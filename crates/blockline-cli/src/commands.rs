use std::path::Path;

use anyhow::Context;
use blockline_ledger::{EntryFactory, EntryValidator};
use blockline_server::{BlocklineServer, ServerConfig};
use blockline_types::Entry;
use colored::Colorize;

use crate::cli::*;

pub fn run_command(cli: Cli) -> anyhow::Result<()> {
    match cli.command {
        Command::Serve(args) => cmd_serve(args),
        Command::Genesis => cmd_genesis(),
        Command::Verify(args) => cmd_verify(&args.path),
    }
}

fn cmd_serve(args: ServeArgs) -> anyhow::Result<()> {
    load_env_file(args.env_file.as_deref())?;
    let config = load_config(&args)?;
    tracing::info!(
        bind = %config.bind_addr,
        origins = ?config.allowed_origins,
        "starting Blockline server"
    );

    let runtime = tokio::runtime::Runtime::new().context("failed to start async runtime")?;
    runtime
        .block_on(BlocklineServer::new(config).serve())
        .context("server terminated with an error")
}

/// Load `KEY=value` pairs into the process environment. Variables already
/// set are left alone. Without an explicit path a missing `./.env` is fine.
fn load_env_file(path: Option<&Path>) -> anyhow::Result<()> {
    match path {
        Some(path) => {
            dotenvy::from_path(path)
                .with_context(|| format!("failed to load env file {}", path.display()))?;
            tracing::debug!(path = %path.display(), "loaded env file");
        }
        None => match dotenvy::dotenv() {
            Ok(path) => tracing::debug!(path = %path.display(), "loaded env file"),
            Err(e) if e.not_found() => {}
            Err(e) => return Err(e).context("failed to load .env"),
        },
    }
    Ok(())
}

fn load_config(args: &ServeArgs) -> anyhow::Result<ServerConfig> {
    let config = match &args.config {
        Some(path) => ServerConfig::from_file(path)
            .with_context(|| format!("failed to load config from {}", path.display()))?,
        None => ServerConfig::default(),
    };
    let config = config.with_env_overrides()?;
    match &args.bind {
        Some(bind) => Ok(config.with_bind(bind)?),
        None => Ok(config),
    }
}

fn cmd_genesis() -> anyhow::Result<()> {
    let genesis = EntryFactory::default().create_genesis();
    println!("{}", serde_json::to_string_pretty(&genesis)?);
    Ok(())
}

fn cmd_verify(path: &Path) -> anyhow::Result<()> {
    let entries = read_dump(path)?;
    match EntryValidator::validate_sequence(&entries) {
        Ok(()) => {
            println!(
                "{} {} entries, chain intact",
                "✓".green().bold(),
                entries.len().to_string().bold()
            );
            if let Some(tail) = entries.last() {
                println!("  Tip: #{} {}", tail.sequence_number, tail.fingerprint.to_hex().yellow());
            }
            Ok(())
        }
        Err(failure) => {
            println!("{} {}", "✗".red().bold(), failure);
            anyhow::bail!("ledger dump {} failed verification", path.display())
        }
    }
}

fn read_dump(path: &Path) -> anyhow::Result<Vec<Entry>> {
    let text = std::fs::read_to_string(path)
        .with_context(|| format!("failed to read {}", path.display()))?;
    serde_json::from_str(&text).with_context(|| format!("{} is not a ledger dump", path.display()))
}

> [EXERCISE OBJECTIVE]
Set down the complete listing once more, exactly as it appears.

> [OUTPUT]
filename crates/blockline-cli/src/commands.rs
use std::path::Path;

use anyhow::Context;
use blockline_ledger::{EntryFactory, EntryValidator};
use blockline_server::{BlocklineServer, ServerConfig};
use blockline_types::Entry;
use colored::Colorize;

use crate::cli::*;

pub fn run_command(cli: Cli) -> anyhow::Result<()> {
    match cli.command {
        Command::Serve(args) => cmd_serve(args),
        Command::Genesis => cmd_genesis(),
        Command::Verify(args) => cmd_verify(&args.path),
    }
}

fn cmd_serve(args: ServeArgs) -> anyhow::Result<()> {
    load_env_file(args.env_file.as_deref())?;
    let config = load_config(&args)?;
    tracing::info!(
        bind = %config.bind_addr,
        origins = ?config.allowed_origins,
        "starting Blockline server"
    );

    let runtime = tokio::runtime::Runtime::new().context("failed to start async runtime")?;
    runtime
        .block_on(BlocklineServer::new(config).serve())
        .context("server terminated with an error")
}

/// Load `KEY=value` pairs into the process environment. Variables already
/// set are left alone. Without an explicit path a missing `./.env` is fine.
fn load_env_file(path: Option<&Path>) -> anyhow::Result<()> {
    match path {
        Some(path) => {
            dotenvy::from_path(path)
                .with_context(|| format!("failed to load env file {}", path.display()))?;
            tracing::debug!(path = %path.display(), "loaded env file");
        }
        None => match dotenvy::dotenv() {
            Ok(path) => tracing::debug!(path = %path.display(), "loaded env file"),
            Err(e) if e.not_found() => {}
            Err(e) => return Err(e).context("failed to load .env"),
        },
    }
    Ok(())
}

fn load_config(args: &ServeArgs) -> anyhow::Result<ServerConfig> {
    let config = match &args.config {
        Some(path) => ServerConfig::from_file(path)
            .with_context(|| format!("failed to load config from {}", path.display()))?,
        None => ServerConfig::default(),
    };
    let config = config.with_env_overrides()?;
    match &args.bind {
        Some(bind) => Ok(config.with_bind(bind)?),
        None => Ok(config),
    }
}

fn cmd_genesis() -> anyhow::Result<()> {
    let genesis = EntryFactory::default().create_genesis();
    println!("{}", serde_json::to_string_pretty(&genesis)?);
    Ok(())
}

fn cmd_verify(path: &Path) -> anyhow::Result<()> {
    let entries = read_dump(path)?;
    match EntryValidator::validate_sequence(&entries) {
        Ok(()) => {
            println!(
                "{} {} entries, chain intact",
                "✓".green().bold(),
                entries.len().to_string().bold()
            );
            if let Some(tail) = entries.last() {
                println!("  Tip: #{} {}", tail.sequence_number, tail.fingerprint.to_hex().yellow());
            }
            Ok(())
        }
        Err(failure) => {
            println!("{} {}", "✗".red().bold(), failure);
            anyhow::bail!("ledger dump {} failed verification", path.display())
        }
    }
}

fn read_dump(path: &Path) -> anyhow::Result<Vec<Entry>> {
    let text = std::fs::read_to_string(path)
        .with_context(|| format!("failed to read {}", path.display()))?;
    serde_json::from_str(&text).with_context(|| format!("{} is not a ledger dump", path.display()))
}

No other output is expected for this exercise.